§ **Record set**:
== Segment start ==

// Copyright 2026 the Layerplane Authors
// SPDX-License-Identifier: Apache-2.0 OR MIT

//! Tracing and diagnostics for planning passes.
//!
//! This module provides a [`TraceSink`] trait with per-event methods that the
//! [`Planner`](crate::planner::Planner) calls as a pass moves through its
//! states. All method bodies default to no-ops, so implementing only the
//! events you care about is fine.
//!
//! [`Tracer`] wraps an optional `&mut dyn TraceSink`. When the `trace` feature
//! is **off**, every `Tracer` method compiles to nothing (zero overhead). When
//! **on**, each method performs a single `Option` branch before dispatching.
//!
//! # Crate features
//!
//! - `trace`: enables the `Tracer` method bodies (one branch per call).
//! - `trace-rich` (implies `trace`): gates [`LayerDecision`] events and the
//!   corresponding `TraceSink` method.

use crate::output::DisplayId;
use crate::planner::ValidationResult;
use crate::range::ClientRange;
use crate::resolve::FallbackReason;

#[cfg(feature = "trace-rich")]
use crate::layer::CompositionKind;

// ---------------------------------------------------------------------------
// Enums
// ---------------------------------------------------------------------------

/// States of a planning pass.
///
/// A pass runs `Start → Flattened → Stamped`, or
/// `Start → RangeComputed → BudgetResolved → Stamped`. A pass rejected as
/// unsupported stops at `Start`.
#[derive(Clone, Copy, Debug, PartialEq, Eq, Hash)]
pub enum PlanState {
    /// The snapshot has been received.
    Start,
    /// The whole stack was handed to the client target.
    Flattened,
    /// The mandatory client range is known.
    RangeComputed,
    /// The client range fits the plane budget.
    BudgetResolved,
    /// Every layer carries its final composition kind.
    Stamped,
}

/// Which client range a [`RangeEvent`] reports.
#[derive(Clone, Copy, Debug, PartialEq, Eq, Hash)]
pub enum RangeStage {
    /// Span covering every layer that cannot take a plane.
    Mandatory,
    /// Span after growing for the plane budget.
    Resolved,
}

// ---------------------------------------------------------------------------
// Event structs
// ---------------------------------------------------------------------------

/// Emitted when a pass starts.
#[derive(Clone, Copy, Debug)]
pub struct PlanBeginEvent {
    /// Monotonic pass counter for the display.
    pub frame_index: u64,
    /// Which display is being planned.
    pub display: DisplayId,
    /// Number of layers in the snapshot.
    pub layer_count: u32,
    /// Hardware planes available.
    pub usable_planes: u32,
    /// Whether the snapshot allowed flattening.
    pub flattening_eligible: bool,
}

/// Emitted on every state transition.
#[derive(Clone, Copy, Debug)]
pub struct StateEvent {
    /// Pass counter.
    pub frame_index: u64,
    /// The state just entered.
    pub state: PlanState,
}

/// Emitted when a client range is computed.
#[derive(Clone, Copy, Debug)]
pub struct RangeEvent {
    /// Pass counter.
    pub frame_index: u64,
    /// Which range this is.
    pub stage: RangeStage,
    /// The range.
    pub range: ClientRange,
}

/// Emitted when the video-reserved resolver degrades to the plain one.
#[derive(Clone, Copy, Debug)]
pub struct FallbackEvent {
    /// Pass counter.
    pub frame_index: u64,
    /// Why the reservation could not be honoured.
    pub reason: FallbackReason,
}

/// Emitted after a commit test ran.
#[derive(Clone, Copy, Debug)]
pub struct CommitTestEvent {
    /// Pass counter.
    pub frame_index: u64,
    /// Whether the hardware accepted the plan.
    pub accepted: bool,
}

/// Per-pass outcome, emitted last.
#[derive(Clone, Copy, Debug)]
pub struct PlanSummary {
    /// Pass counter.
    pub frame_index: u64,
    /// Which display.
    pub display: DisplayId,
    /// The validation result reported to the caller.
    pub result: ValidationResult,
    /// Final client range.
    pub client: ClientRange,
    /// Number of layers in the snapshot.
    pub layer_count: u32,
    /// Whether the pass was flattened.
    pub flattened: bool,
    /// Pixels sent through the client path.
    pub gpu_pixel_ops: u64,
    /// Pixels of the whole stack.
    pub total_pixel_ops: u64,
}

/// Final composition kind of one layer.
#[cfg(feature = "trace-rich")]
#[derive(Clone, Copy, Debug)]
pub struct LayerDecision {
    /// Z-index of the layer.
    pub z: u32,
    /// The kind it was stamped with.
    pub kind: CompositionKind,
}

// ---------------------------------------------------------------------------
// TraceSink trait
// ---------------------------------------------------------------------------

/// Receives trace events from the planner.
///
/// All methods have default no-op implementations, so you only need to
/// override the events you care about.
pub trait TraceSink {
    /// Called when a pass starts.
    fn on_plan_begin(&mut self, e: &PlanBeginEvent) {
        _ = e;
    }

    /// Called on every state transition.
    fn on_state(&mut self, e: &StateEvent) {
        _ = e;
    }

    /// Called when a client range is computed.
    fn on_range(&mut self, e: &RangeEvent) {
        _ = e;
    }

    /// Called when the video-reserved resolver falls back.
    fn on_fallback(&mut self, e: &FallbackEvent) {
        _ = e;
    }

    /// Called after a commit test.
    fn on_commit_test(&mut self, e: &CommitTestEvent) {
        _ = e;
    }

    /// Called with the pass summary.
    fn on_plan_summary(&mut self, s: &PlanSummary) {
        _ = s;
    }

    /// Called with per-layer decisions (requires `trace-rich` feature).
    #[cfg(feature = "trace-rich")]
    fn on_layer_decisions(&mut self, frame_index: u64, decisions: &[LayerDecision]) {
        _ = (frame_index, decisions);
    }
}

// ---------------------------------------------------------------------------
// NoopSink
// ---------------------------------------------------------------------------

/// A [`TraceSink`] that discards all events.
#[derive(Clone, Copy, Debug, Default)]
pub struct NoopSink;

impl TraceSink for NoopSink {}

// ---------------------------------------------------------------------------
// Tracer wrapper
// ---------------------------------------------------------------------------

/// Thin wrapper around an optional [`TraceSink`].
///
/// When the `trace` feature is **off**, every method compiles to nothing. When
/// **on**, each method checks the inner `Option` (one branch) before
/// dispatching to the sink.
pub struct Tracer<'a> {
    #[cfg(feature = "trace")]
    sink: Option<&'a mut dyn TraceSink>,
    #[cfg(not(feature = "trace"))]
    _marker: core::marker::PhantomData<&'a mut dyn TraceSink>,
}

impl core::fmt::Debug for Tracer<'_> {
    fn fmt(&self, f: &mut core::fmt::Formatter<'_>) -> core::fmt::Result {
        f.debug_struct("Tracer").finish_non_exhaustive()
    }
}

impl<'a> Tracer<'a> {
    /// Creates a tracer that dispatches to the given sink.
    #[inline]
    #[must_use]
    pub fn new(sink: &'a mut dyn TraceSink) -> Self {
        #[cfg(feature = "trace")]
        {
            Self { sink: Some(sink) }
        }
        #[cfg(not(feature = "trace"))]
        {
            _ = sink;
            Self {
                _marker: core::marker::PhantomData,
            }
        }
    }

    /// Creates a tracer that discards all events.
    #[inline]
    #[must_use]
    pub fn none() -> Self {
        #[cfg(feature = "trace")]
        {
            Self { sink: None }
        }
        #[cfg(not(feature = "trace"))]
        {
            Self {
                _marker: core::marker::PhantomData,
            }
        }
    }

    /// Emits a [`PlanBeginEvent`].
    #[inline]
    pub fn plan_begin(&mut self, e: &PlanBeginEvent) {
        #[cfg(feature = "trace")]
        if let Some(s) = &mut self.sink {
            s.on_plan_begin(e);
        }
        #[cfg(not(feature = "trace"))]
        {
            _ = e;
        }
    }

    /// Emits a [`StateEvent`].
    #[inline]
    pub fn state(&mut self, e: &StateEvent) {
        #[cfg(feature = "trace")]
        if let Some(s) = &mut self.sink {
            s.on_state(e);
        }
        #[cfg(not(feature = "trace"))]
        {
            _ = e;
        }
    }

    /// Emits a [`RangeEvent`].
    #[inline]
    pub fn range(&mut self, e: &RangeEvent) {
        #[cfg(feature = "trace")]
        if let Some(s) = &mut self.sink {
            s.on_range(e);
        }
        #[cfg(not(feature = "trace"))]
        {
            _ = e;
        }
    }

    /// Emits a [`FallbackEvent`].
    #[inline]
    pub fn fallback(&mut self, e: &FallbackEvent) {
        #[cfg(feature = "trace")]
        if let Some(s) = &mut self.sink {
            s.on_fallback(e);
        }
        #[cfg(not(feature = "trace"))]
        {
            _ = e;
        }
    }

    /// Emits a [`CommitTestEvent`].
    #[inline]
    pub fn commit_test(&mut self, e: &CommitTestEvent) {
        #[cfg(feature = "trace")]
        if let Some(s) = &mut self.sink {
            s.on_commit_test(e);
        }
        #[cfg(not(feature = "trace"))]
        {
            _ = e;
        }
    }

    /// Emits a [`PlanSummary`].
    #[inline]
    pub fn plan_summary(&mut self, s: &PlanSummary) {
        #[cfg(feature = "trace")]
        if let Some(sink) = &mut self.sink {
            sink.on_plan_summary(s);
        }
        #[cfg(not(feature = "trace"))]
        {
            _ = s;
        }
    }

    /// Returns `true` if events reach a sink.
    ///
    /// Lets callers skip building event payloads nobody will see.
    #[inline]
    #[must_use]
    pub fn is_active(&self) -> bool {
        #[cfg(feature = "trace")]
        {
            self.sink.is_some()
        }
        #[cfg(not(feature = "trace"))]
        {
            false
        }
    }

    /// Emits per-layer decisions (requires `trace-rich` feature).
    #[cfg(feature = "trace-rich")]
    #[inline]
    pub fn layer_decisions(&mut self, frame_index: u64, decisions: &[LayerDecision]) {
        if let Some(s) = &mut self.sink {
            s.on_layer_decisions(frame_index, decisions);
        }
    }
}

/// Clamps a count into the `u32` fields of trace events.
pub(crate) fn count_u32(n: usize) -> u32 {
    u32::try_from(n).unwrap_or(u32::MAX)
}

// ---------------------------------------------------------------------------
// Tests
// ---------------------------------------------------------------------------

== Segment end ==

§ **Task to carry out**: Would you please copy every line from the listing above that contains the word "wrapper"?

§ **Solution for this task**:
// Tracer wrapper
/// Thin wrapper around an optional [`TraceSink`].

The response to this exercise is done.